§ **EXTRACTED MATERIAL**:
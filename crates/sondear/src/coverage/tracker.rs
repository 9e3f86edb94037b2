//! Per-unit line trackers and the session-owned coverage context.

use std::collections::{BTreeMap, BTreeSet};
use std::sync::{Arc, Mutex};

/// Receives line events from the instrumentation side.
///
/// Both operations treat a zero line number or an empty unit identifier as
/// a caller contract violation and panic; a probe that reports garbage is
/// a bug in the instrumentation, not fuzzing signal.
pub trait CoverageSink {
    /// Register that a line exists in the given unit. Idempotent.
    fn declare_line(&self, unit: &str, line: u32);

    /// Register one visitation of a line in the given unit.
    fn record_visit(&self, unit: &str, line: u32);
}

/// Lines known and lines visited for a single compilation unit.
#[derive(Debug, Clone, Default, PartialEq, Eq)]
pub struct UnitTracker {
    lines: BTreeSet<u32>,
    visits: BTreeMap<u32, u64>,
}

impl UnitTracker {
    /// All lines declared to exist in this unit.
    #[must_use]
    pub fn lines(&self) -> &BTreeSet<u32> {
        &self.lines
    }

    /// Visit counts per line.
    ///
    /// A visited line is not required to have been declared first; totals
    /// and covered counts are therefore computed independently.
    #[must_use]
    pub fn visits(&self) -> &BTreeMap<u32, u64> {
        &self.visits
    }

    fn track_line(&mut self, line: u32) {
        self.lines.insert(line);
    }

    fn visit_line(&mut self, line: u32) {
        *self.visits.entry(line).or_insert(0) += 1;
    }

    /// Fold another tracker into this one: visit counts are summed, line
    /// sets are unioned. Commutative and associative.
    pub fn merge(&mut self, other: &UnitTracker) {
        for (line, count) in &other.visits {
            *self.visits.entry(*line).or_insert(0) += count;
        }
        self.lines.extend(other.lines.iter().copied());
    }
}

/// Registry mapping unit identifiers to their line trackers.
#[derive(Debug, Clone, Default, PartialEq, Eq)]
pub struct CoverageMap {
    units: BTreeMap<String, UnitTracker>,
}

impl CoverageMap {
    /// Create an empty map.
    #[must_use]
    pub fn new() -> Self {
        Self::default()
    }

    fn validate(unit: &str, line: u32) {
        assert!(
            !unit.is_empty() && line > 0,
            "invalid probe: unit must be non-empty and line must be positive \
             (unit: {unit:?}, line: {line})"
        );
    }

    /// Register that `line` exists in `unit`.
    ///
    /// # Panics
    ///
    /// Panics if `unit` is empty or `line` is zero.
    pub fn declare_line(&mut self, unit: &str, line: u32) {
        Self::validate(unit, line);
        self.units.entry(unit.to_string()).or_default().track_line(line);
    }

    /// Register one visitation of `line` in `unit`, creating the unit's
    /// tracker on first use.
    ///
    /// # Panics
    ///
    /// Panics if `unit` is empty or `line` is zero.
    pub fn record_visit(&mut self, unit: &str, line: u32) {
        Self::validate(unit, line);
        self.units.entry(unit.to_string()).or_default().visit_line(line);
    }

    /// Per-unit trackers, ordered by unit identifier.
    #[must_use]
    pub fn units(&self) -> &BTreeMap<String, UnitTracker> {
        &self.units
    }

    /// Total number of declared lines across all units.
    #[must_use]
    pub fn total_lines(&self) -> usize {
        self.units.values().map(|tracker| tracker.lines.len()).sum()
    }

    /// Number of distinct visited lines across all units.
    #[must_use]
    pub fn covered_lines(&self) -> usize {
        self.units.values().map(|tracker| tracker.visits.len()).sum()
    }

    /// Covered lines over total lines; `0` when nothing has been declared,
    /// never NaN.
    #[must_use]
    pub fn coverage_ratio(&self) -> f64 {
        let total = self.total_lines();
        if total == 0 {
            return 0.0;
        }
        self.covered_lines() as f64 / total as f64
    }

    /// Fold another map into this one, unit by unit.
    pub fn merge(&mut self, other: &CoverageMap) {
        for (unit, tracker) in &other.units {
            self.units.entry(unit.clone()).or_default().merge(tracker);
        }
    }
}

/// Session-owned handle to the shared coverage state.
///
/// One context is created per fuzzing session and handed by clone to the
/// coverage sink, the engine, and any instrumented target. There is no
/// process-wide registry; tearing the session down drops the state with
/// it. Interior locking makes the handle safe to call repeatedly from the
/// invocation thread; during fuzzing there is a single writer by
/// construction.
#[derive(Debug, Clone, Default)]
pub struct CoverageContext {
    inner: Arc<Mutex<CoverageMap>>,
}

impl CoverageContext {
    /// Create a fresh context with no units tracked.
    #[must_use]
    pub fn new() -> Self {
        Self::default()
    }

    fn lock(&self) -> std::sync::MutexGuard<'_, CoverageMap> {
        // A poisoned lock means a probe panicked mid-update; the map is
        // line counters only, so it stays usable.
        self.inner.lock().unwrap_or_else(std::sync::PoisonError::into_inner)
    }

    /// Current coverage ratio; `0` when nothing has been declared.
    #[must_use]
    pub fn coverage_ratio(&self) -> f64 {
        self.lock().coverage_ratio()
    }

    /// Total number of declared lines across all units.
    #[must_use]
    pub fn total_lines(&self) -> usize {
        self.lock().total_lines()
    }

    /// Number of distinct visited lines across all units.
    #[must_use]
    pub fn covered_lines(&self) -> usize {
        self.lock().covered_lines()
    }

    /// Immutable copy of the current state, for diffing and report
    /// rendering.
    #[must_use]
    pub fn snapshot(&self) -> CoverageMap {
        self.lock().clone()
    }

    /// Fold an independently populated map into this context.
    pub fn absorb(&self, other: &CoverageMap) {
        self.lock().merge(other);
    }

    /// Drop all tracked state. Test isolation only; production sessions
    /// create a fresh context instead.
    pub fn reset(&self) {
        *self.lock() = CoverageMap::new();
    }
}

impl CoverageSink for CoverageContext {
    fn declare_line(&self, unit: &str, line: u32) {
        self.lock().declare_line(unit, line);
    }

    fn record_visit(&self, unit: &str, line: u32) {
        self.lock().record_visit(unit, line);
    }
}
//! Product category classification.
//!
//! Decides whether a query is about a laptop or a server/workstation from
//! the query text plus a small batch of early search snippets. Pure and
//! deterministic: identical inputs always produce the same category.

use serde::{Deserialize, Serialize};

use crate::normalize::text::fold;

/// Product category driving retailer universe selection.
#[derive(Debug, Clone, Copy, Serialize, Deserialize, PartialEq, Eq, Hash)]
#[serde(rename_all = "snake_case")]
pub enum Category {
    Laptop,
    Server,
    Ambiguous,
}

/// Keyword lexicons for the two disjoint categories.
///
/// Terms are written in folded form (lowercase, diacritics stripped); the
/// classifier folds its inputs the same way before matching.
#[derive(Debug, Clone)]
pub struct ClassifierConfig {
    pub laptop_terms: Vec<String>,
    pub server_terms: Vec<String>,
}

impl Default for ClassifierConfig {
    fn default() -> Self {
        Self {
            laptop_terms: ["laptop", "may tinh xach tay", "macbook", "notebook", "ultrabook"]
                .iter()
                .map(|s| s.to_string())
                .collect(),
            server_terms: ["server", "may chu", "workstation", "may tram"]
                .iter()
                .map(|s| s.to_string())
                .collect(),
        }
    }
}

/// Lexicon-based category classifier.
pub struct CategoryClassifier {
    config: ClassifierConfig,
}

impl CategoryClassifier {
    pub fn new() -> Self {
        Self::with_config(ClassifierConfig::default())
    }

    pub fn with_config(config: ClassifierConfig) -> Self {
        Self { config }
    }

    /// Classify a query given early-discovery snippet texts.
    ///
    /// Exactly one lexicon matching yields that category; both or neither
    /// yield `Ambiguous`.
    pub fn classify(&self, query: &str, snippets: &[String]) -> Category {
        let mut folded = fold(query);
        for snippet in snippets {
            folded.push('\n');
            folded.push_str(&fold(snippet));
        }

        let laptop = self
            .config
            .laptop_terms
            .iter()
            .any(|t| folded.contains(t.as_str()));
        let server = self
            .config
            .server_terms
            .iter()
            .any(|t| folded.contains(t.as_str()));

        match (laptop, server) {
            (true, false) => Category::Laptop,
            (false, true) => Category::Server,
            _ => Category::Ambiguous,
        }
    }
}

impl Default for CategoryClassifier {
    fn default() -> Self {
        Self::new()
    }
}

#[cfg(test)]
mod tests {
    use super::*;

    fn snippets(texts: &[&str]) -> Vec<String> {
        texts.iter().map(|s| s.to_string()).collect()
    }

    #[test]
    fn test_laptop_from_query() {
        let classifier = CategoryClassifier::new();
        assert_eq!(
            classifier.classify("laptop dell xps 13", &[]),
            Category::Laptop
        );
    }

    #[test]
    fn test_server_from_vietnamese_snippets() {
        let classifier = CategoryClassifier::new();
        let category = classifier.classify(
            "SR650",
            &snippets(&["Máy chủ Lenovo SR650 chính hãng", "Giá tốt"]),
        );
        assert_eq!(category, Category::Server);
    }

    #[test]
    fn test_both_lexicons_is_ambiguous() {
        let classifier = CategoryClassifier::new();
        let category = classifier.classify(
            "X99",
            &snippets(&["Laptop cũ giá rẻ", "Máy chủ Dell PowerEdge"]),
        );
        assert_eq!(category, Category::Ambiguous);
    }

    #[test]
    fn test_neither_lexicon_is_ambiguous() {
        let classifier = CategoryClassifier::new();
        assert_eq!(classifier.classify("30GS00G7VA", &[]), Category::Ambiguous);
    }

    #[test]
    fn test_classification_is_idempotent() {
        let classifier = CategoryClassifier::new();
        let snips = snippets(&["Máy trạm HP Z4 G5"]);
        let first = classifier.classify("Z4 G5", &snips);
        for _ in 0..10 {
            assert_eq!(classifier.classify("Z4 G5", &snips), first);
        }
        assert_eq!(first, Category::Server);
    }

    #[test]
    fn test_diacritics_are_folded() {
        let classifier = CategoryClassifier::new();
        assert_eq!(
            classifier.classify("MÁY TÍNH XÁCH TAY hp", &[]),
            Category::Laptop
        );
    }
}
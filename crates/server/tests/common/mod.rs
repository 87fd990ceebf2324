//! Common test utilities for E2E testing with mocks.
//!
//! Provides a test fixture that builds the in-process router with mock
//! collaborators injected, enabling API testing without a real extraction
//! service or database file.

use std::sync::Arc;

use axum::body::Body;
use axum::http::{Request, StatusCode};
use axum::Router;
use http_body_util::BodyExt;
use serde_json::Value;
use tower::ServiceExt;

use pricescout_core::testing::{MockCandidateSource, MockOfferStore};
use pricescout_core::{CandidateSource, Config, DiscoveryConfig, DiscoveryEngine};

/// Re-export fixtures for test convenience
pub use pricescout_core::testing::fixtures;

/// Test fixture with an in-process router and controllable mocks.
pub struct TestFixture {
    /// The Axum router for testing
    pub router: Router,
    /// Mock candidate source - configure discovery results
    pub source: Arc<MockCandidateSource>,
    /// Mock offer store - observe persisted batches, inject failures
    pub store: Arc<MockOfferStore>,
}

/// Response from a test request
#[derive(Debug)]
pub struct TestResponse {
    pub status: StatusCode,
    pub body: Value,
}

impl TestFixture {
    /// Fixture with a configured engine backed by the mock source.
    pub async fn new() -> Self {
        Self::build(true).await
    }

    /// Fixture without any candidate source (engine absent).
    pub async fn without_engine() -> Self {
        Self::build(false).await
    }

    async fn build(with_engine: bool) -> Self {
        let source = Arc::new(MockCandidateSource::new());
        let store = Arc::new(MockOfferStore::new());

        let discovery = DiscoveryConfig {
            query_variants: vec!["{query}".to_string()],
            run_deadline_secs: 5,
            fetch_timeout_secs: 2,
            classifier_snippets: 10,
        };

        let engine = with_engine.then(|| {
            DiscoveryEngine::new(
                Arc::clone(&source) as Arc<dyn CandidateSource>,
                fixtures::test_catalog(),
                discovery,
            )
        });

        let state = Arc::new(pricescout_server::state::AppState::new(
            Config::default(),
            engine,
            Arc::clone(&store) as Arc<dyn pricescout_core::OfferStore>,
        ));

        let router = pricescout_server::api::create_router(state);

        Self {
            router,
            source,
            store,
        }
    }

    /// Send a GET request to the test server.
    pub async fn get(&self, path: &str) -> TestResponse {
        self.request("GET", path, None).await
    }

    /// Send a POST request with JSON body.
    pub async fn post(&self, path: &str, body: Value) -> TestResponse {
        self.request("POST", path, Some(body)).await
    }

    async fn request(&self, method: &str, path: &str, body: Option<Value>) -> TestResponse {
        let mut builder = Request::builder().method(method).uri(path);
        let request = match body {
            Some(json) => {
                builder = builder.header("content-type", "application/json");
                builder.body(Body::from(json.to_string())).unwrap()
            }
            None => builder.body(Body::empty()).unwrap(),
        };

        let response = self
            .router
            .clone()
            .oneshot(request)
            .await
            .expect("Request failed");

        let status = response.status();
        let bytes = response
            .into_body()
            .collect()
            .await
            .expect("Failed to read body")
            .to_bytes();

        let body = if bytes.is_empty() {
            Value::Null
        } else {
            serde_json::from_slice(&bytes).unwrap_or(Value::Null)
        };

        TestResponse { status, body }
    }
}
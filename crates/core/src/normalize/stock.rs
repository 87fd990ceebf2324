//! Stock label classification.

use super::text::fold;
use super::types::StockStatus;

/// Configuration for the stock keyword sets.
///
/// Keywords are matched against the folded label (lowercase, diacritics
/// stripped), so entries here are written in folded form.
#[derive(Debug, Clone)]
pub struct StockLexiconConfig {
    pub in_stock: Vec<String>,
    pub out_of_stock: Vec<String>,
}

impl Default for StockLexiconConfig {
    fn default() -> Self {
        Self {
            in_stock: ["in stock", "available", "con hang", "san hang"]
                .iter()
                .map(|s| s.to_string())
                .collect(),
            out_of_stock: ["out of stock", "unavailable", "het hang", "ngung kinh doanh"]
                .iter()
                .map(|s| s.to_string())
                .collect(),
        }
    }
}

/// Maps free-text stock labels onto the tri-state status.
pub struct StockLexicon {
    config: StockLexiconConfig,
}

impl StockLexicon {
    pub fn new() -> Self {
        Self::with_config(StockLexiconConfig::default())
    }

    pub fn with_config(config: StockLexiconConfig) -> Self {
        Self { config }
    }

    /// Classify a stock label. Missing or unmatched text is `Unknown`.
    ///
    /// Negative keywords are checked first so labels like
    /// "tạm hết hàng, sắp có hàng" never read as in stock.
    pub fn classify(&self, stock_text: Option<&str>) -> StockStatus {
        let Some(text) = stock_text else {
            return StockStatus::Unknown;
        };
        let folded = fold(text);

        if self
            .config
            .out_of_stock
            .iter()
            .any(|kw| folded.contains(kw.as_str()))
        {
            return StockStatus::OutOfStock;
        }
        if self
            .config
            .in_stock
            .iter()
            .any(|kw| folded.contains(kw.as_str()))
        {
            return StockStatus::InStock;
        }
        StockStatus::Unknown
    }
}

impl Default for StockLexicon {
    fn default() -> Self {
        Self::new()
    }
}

§ **TASK DETAILS**: Retrieve every line above holding the word "BTreeSet".

§ **RESPONSE**:
use std::collections::{BTreeMap, BTreeSet};
    lines: BTreeSet<u32>,
    pub fn lines(&self) -> &BTreeSet<u32> {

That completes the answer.